When she was sure, when she knew, that I had seen the light in the distance and was at least moving to it, when she was sure, absolute, that I was growing stronger, calmer, it gave her the strength a mother needs to let go and leave her only son behind.
From literally the moment I walked out my mother’s hospice room in Arizona last August, my father started speaking to me. It began silently at first but then the noise became louder and louder. The signs, the messages, were suddenly all around me. As Burma opened to the world, it felt as if it was opening just for me, through my father.
Aung San Sui Kyi, the timing on the lawsuit, the meeting with the literary agent, cleaning out my mother’s three homes and literally pouring through box after box of memories, everything said one thing: it’s time to go to Southeast Asia.
J, I could hear my father say my name after all these years, J, let me show you something, let me explain something to you, let me tell you what happened, let me say good-bye like your mother did. Let me.
It felt as if the foundation on which I have lived has always been shifting, the cement never quite hardened enough to completely and properly build on. I realized I needed to, had to, no choice in the matter, none, I had to take the time required, and go through the boxes, my life, the books, the pictures, and put it all together.
My friend KB got me to read “The Alchemist” and in it, one of the lessons is once you start on your Personal Journey those that love you and those you encounter will help you and they most certainly have. A new friend B, introduces me to a great literary agent. Old friends give me relatives to look up in Ho Chi Minh City and on and on it goes. Whenever I needed a push, a boost, another door opened and I kept walking through them all.
I spent hours talking with Dr F about the journey, the space and time it takes, what it requires, how to actually do it. In fact, I kind of expected someone to tell me “no, don’t do it” but no one did. So here I am, in Vietnam, on the other side of the world, alone.
When you travel alone, you appreciate your friends more, you miss your children more, and you also have too much time to think.

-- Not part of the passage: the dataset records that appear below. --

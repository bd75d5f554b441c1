/*
 * Copyright (c) 2023.
 *
 * This software is free software;
 *
 * You can redistribute it or modify it under terms of the MIT, Apache License or Zlib license
 */

//! An event source backed by [`jxl-oxide`](jxl_oxide)
//!
//! jxl-oxide decodes the whole image in one call, this adapter replays
//! that as the event sequence a streaming decoder would produce.
use jxl2bmp_core::log::{trace, warn};
use jxl2bmp_core::options::ProfileTarget;
use jxl_oxide::{JxlImage, JxlThreadPool, PixelFormat as OxidePixelFormat};
use rayon::iter::{IndexedParallelIterator, ParallelIterator};
use rayon::slice::ParallelSliceMut;

use crate::errors::JxlDecodeErrors;
use crate::events::{BasicInfo, DataType, DecoderEvents, DecoderStatus, PixelFormat};
use crate::runner::ParallelRunner;
use crate::source::CodecEventSource;

#[derive(Debug, Copy, Clone, Eq, PartialEq)]
enum Stage {
    Headers,
    ColorEncoding,
    OutputBuffer,
    Render,
    Finished,
    Failed
}

pub struct OxideEventSource<'a> {
    events:         DecoderEvents,
    input:          Option<&'a [u8]>,
    image:          Option<JxlImage>,
    stage:          Stage,
    out_size:       Option<usize>,
    error:          Option<String>,
    /// Workers available to the last render
    render_threads: usize
}

impl<'a> OxideEventSource<'a> {
    pub fn new() -> OxideEventSource<'a> {
        OxideEventSource {
            events:         DecoderEvents::empty(),
            input:          None,
            image:          None,
            stage:          Stage::Headers,
            out_size:       None,
            error:          None,
            render_threads: 0
        }
    }

    fn fail(&mut self, message: String) -> DecoderStatus {
        warn!("{}", message);
        self.error = Some(message);
        self.stage = Stage::Failed;
        DecoderStatus::Error
    }

    fn image(&self) -> Result<&JxlImage, JxlDecodeErrors> {
        self.image
            .as_ref()
            .ok_or(JxlDecodeErrors::MissingBasicInfo("the image header was queried"))
    }

    /// Render the frame into `out` on the session's workers
    ///
    /// The image is read again so jxl-oxide gets a pool matching the
    /// runner, which is only sized once the headers are known.
    fn render_into(&mut self, runner: &ParallelRunner, out: &mut [u8]) -> Result<(), String> {
        let data = self
            .input
            .ok_or_else(|| "No input was provided".to_string())?;
        let parallel = runner.is_parallel();

        let image = JxlImage::builder()
            .pool(render_pool(parallel))
            .read(data)
            .map_err(|e| format!("Could not read image: {e}"))?;

        let (threads, result) = runner.install(move || {
            let threads = if image.pool().is_multithreaded() {
                rayon::current_num_threads()
            } else {
                1
            };
            (threads, render_rgb8(&image, out, parallel))
        });
        self.render_threads = threads;

        trace!("Rendered on {} threads", self.render_threads);
        result
    }
}

fn render_rgb8(image: &JxlImage, out: &mut [u8], parallel: bool) -> Result<(), String> {
    let (width, height) = (image.width() as usize, image.height() as usize);

    let gray = match image.pixel_format() {
        OxidePixelFormat::Gray | OxidePixelFormat::Graya => true,
        OxidePixelFormat::Rgb | OxidePixelFormat::Rgba => false,
        format => return Err(format!("Unsupported pixel format {format:?}"))
    };
    let render = image.render_frame(0).map_err(|e| format!("{e}"))?;
    let planes = render.image_planar();

    let needed = if gray { 1 } else { 3 };
    if planes.len() < needed {
        return Err(format!(
            "Expected {needed} color planes, decoder produced {}",
            planes.len()
        ));
    }
    for plane in &planes[..needed] {
        if (plane.width(), plane.height()) != (width, height) {
            return Err(format!(
                "Rendered plane is {}x{}, expected {width}x{height}",
                plane.width(),
                plane.height()
            ));
        }
    }
    let (r, g, b) = if gray {
        (&planes[0], &planes[0], &planes[0])
    } else {
        (&planes[0], &planes[1], &planes[2])
    };
    if planes.len() > needed {
        trace!("Dropping {} extra channels", planes.len() - needed);
    }
    interleave_rgb8([r.buf(), g.buf(), b.buf()], width, out, parallel);
    Ok(())
}

impl<'a> Default for OxideEventSource<'a> {
    fn default() -> Self {
        OxideEventSource::new()
    }
}

/// Pool handed to jxl-oxide for rendering
///
/// The global variant runs on whichever rayon pool is current, inside
/// [`ParallelRunner::install`] that is the session's pool.
#[cfg(feature = "threads")]
fn render_pool(parallel: bool) -> JxlThreadPool {
    if parallel {
        JxlThreadPool::rayon_global()
    } else {
        JxlThreadPool::none()
    }
}

#[cfg(not(feature = "threads"))]
fn render_pool(_parallel: bool) -> JxlThreadPool {
    JxlThreadPool::none()
}

/// Map a sample in nominal `[0, 1]` range to 8 bits
#[inline(always)]
fn to_u8(sample: f32) -> u8 {
    // NaN ends up as zero
    (sample.clamp(0.0, 1.0) * 255.0).round() as u8
}

fn interleave_row(planes: &[&[f32]; 3], width: usize, y: usize, row: &mut [u8]) {
    let start = y * width;
    let (r, g, b) = (
        &planes[0][start..start + width],
        &planes[1][start..start + width],
        &planes[2][start..start + width]
    );
    for (((pixel, r), g), b) in row.chunks_exact_mut(3).zip(r).zip(g).zip(b) {
        pixel[0] = to_u8(*r);
        pixel[1] = to_u8(*g);
        pixel[2] = to_u8(*b);
    }
}

/// Interleave three planes into tightly packed RGB rows
///
/// With `parallel` rows are spread over the current rayon pool.
fn interleave_rgb8(planes: [&[f32]; 3], width: usize, out: &mut [u8], parallel: bool) {
    let stride = width * 3;

    if stride == 0 {
        return;
    }
    if parallel {
        out.par_chunks_exact_mut(stride)
            .enumerate()
            .for_each(|(y, row)| interleave_row(&planes, width, y, row));
    } else {
        out.chunks_exact_mut(stride)
            .enumerate()
            .for_each(|(y, row)| interleave_row(&planes, width, y, row));
    }
}

impl<'a> CodecEventSource<'a> for OxideEventSource<'a> {
    fn name(&self) -> &'static str {
        "jxl-oxide"
    }

    fn subscribe_events(&mut self, events: DecoderEvents) -> Result<(), JxlDecodeErrors> {
        if self.stage != Stage::Headers {
            return Err(JxlDecodeErrors::from("Cannot subscribe after decoding started"));
        }
        self.events = events;
        Ok(())
    }

    fn set_input(&mut self, data: &'a [u8]) -> Result<(), JxlDecodeErrors> {
        if self.input.is_some() {
            return Err(JxlDecodeErrors::from("Input was already set"));
        }
        self.input = Some(data);
        Ok(())
    }

    fn process_input(
        &mut self, runner: &ParallelRunner, mut image_out: Option<&mut [u8]>
    ) -> DecoderStatus {
        loop {
            match self.stage {
                Stage::Headers => {
                    let data = match self.input {
                        Some(data) if !data.is_empty() => data,
                        _ => return DecoderStatus::NeedMoreInput
                    };
                    match JxlImage::builder().pool(JxlThreadPool::none()).read(data) {
                        Ok(image) => self.image = Some(image),
                        Err(e) => return self.fail(format!("Could not read image header: {e}"))
                    }
                    self.stage = Stage::ColorEncoding;

                    if self.events.contains(DecoderEvents::BASIC_INFO) {
                        return DecoderStatus::BasicInfo;
                    }
                }
                Stage::ColorEncoding => {
                    self.stage = Stage::OutputBuffer;

                    if self.events.contains(DecoderEvents::COLOR_ENCODING) {
                        return DecoderStatus::ColorEncoding;
                    }
                }
                Stage::OutputBuffer => {
                    if !self.events.contains(DecoderEvents::FULL_IMAGE) {
                        self.stage = Stage::Finished;
                        continue;
                    }
                    self.stage = Stage::Render;
                    return DecoderStatus::NeedImageOutBuffer;
                }
                Stage::Render => {
                    let (out, size) = match (image_out.take(), self.out_size) {
                        (Some(out), Some(size)) => (out, size),
                        _ => return self.fail("No output buffer was provided".to_string())
                    };
                    if out.len() < size {
                        return self.fail(format!(
                            "Output buffer has {} bytes, expected {size}",
                            out.len()
                        ));
                    }
                    if let Err(message) = self.render_into(runner, &mut out[..size]) {
                        return self.fail(message);
                    }
                    self.stage = Stage::Finished;
                    return DecoderStatus::FullImage;
                }
                Stage::Finished => return DecoderStatus::Success,
                Stage::Failed => return DecoderStatus::Error
            }
        }
    }

    fn last_error(&self) -> Option<&str> {
        self.error.as_deref()
    }

    fn basic_info(&self) -> Result<BasicInfo, JxlDecodeErrors> {
        let image = self.image()?;

        let (num_color_channels, has_alpha) = match image.pixel_format() {
            OxidePixelFormat::Gray => (1, false),
            OxidePixelFormat::Graya => (1, true),
            OxidePixelFormat::Rgb | OxidePixelFormat::Cmyk => (3, false),
            OxidePixelFormat::Rgba | OxidePixelFormat::Cmyka => (3, true)
        };
        Ok(BasicInfo {
            xsize: image.width(),
            ysize: image.height(),
            num_color_channels,
            has_alpha
        })
    }

    fn image_out_buffer_size(&self, format: &PixelFormat) -> Result<usize, JxlDecodeErrors> {
        let image = self.image()?;

        format
            .buffer_size(image.width() as usize, image.height() as usize)
            .ok_or(JxlDecodeErrors::from("Output buffer size overflows"))
    }

    fn set_image_out_buffer(
        &mut self, format: &PixelFormat, size: usize
    ) -> Result<(), JxlDecodeErrors> {
        if format.num_channels != 3 || format.data_type != DataType::Uint8 {
            return Err(JxlDecodeErrors::from(
                "Only 8 bit RGB output is supported by this decoder"
            ));
        }
        let expected = self.image_out_buffer_size(format)?;

        if size < expected {
            return Err(JxlDecodeErrors::BufferSizeMismatch(expected, size));
        }
        // CMYK shows up here rather than at render time
        if let OxidePixelFormat::Cmyk | OxidePixelFormat::Cmyka = self.image()?.pixel_format() {
            return Err(JxlDecodeErrors::from("CMYK images are not supported"));
        }
        self.out_size = Some(expected);
        Ok(())
    }

    fn icc_profile_size(
        &self, _format: &PixelFormat, target: ProfileTarget
    ) -> Result<usize, JxlDecodeErrors> {
        let image = self.image()?;

        Ok(match target {
            ProfileTarget::Data => image.rendered_icc().len(),
            ProfileTarget::Original => image.original_icc().map_or(0, <[u8]>::len)
        })
    }

    fn copy_icc_profile(
        &self, _format: &PixelFormat, target: ProfileTarget, out: &mut [u8]
    ) -> Result<(), JxlDecodeErrors> {
        let image = self.image()?;

        let rendered;
        let icc = match target {
            ProfileTarget::Data => {
                rendered = image.rendered_icc();
                rendered.as_slice()
            }
            ProfileTarget::Original => image.original_icc().unwrap_or(&[])
        };
        if icc.len() != out.len() {
            return Err(JxlDecodeErrors::from("ICC buffer does not match profile size"));
        }
        out.copy_from_slice(icc);
        Ok(())
    }
}

#[cfg(test)]
mod tests {
    use zune_core::bit_depth::BitDepth;
    use zune_core::colorspace::ColorSpace;
    use zune_core::options::EncoderOptions;
    use zune_jpegxl::JxlSimpleEncoder;

    use crate::events::{DecoderEvents, DecoderStatus, PixelFormat};
    use crate::oxide::{to_u8, OxideEventSource};
    use crate::runner::ParallelRunner;
    use crate::source::CodecEventSource;

    fn render_with(runner: &ParallelRunner) -> OxideEventSource<'static> {
        let (width, height) = (24, 16);
        let pixels = (0..width * height * 3).map(|x| x as u8).collect::<Vec<u8>>();
        let options = EncoderOptions::new(width, height, ColorSpace::RGB, BitDepth::Eight);
        let file = JxlSimpleEncoder::new(&pixels, options).encode().unwrap();

        let mut source = OxideEventSource::new();
        source
            .subscribe_events(DecoderEvents::BASIC_INFO | DecoderEvents::FULL_IMAGE)
            .unwrap();
        source.set_input(Vec::leak(file)).unwrap();

        assert_eq!(source.process_input(runner, None), DecoderStatus::BasicInfo);
        assert_eq!(
            source.process_input(runner, None),
            DecoderStatus::NeedImageOutBuffer
        );
        let size = source.image_out_buffer_size(&PixelFormat::RGB8).unwrap();
        source.set_image_out_buffer(&PixelFormat::RGB8, size).unwrap();

        let mut out = vec![0; size];
        assert_eq!(
            source.process_input(runner, Some(&mut out)),
            DecoderStatus::FullImage
        );
        assert_eq!(out, pixels);
        source
    }

    #[test]
    fn frame_is_rendered_on_the_session_pool() {
        let mut runner = ParallelRunner::new(None);
        runner.set_threads(3);

        if runner.is_parallel() {
            let source = render_with(&runner);
            assert_eq!(source.render_threads, runner.threads());
        }
    }

    #[test]
    fn inline_runner_renders_on_the_calling_thread() {
        let runner = ParallelRunner::new(None);
        let source = render_with(&runner);

        assert_eq!(source.render_threads, 1);
    }

    #[test]
    fn samples_are_clamped_and_rounded() {
        assert_eq!(to_u8(-0.5), 0);
        assert_eq!(to_u8(0.0), 0);
        assert_eq!(to_u8(0.5), 128);
        assert_eq!(to_u8(1.0), 255);
        assert_eq!(to_u8(3.0), 255);
        assert_eq!(to_u8(f32::NAN), 0);
    }
}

You pour over the first half of your life, you stare into the second half, some memories become things that haunt you, day after day, aches become pains, others fade faster.
When you travel alone, you can’t escape yourself and that’s why I am here. Bumping along on the overnight trains. Walking the hills. Trudging through the steamy rain in the cities.
Having a purpose to your travel doesn’t make it any easier or less lonely it doesn’t mean I don’t want to get on a plane and go home but I won’t. The silence in the room, the quiet on the street, the face to face alone time, all in the part of the world that my father lived and loved and died, and that my mother followed him in after his death, that’s why I am here. To take that moment, to think back, to pause before I live again.
To walk, to think, to listen.
And not to leave.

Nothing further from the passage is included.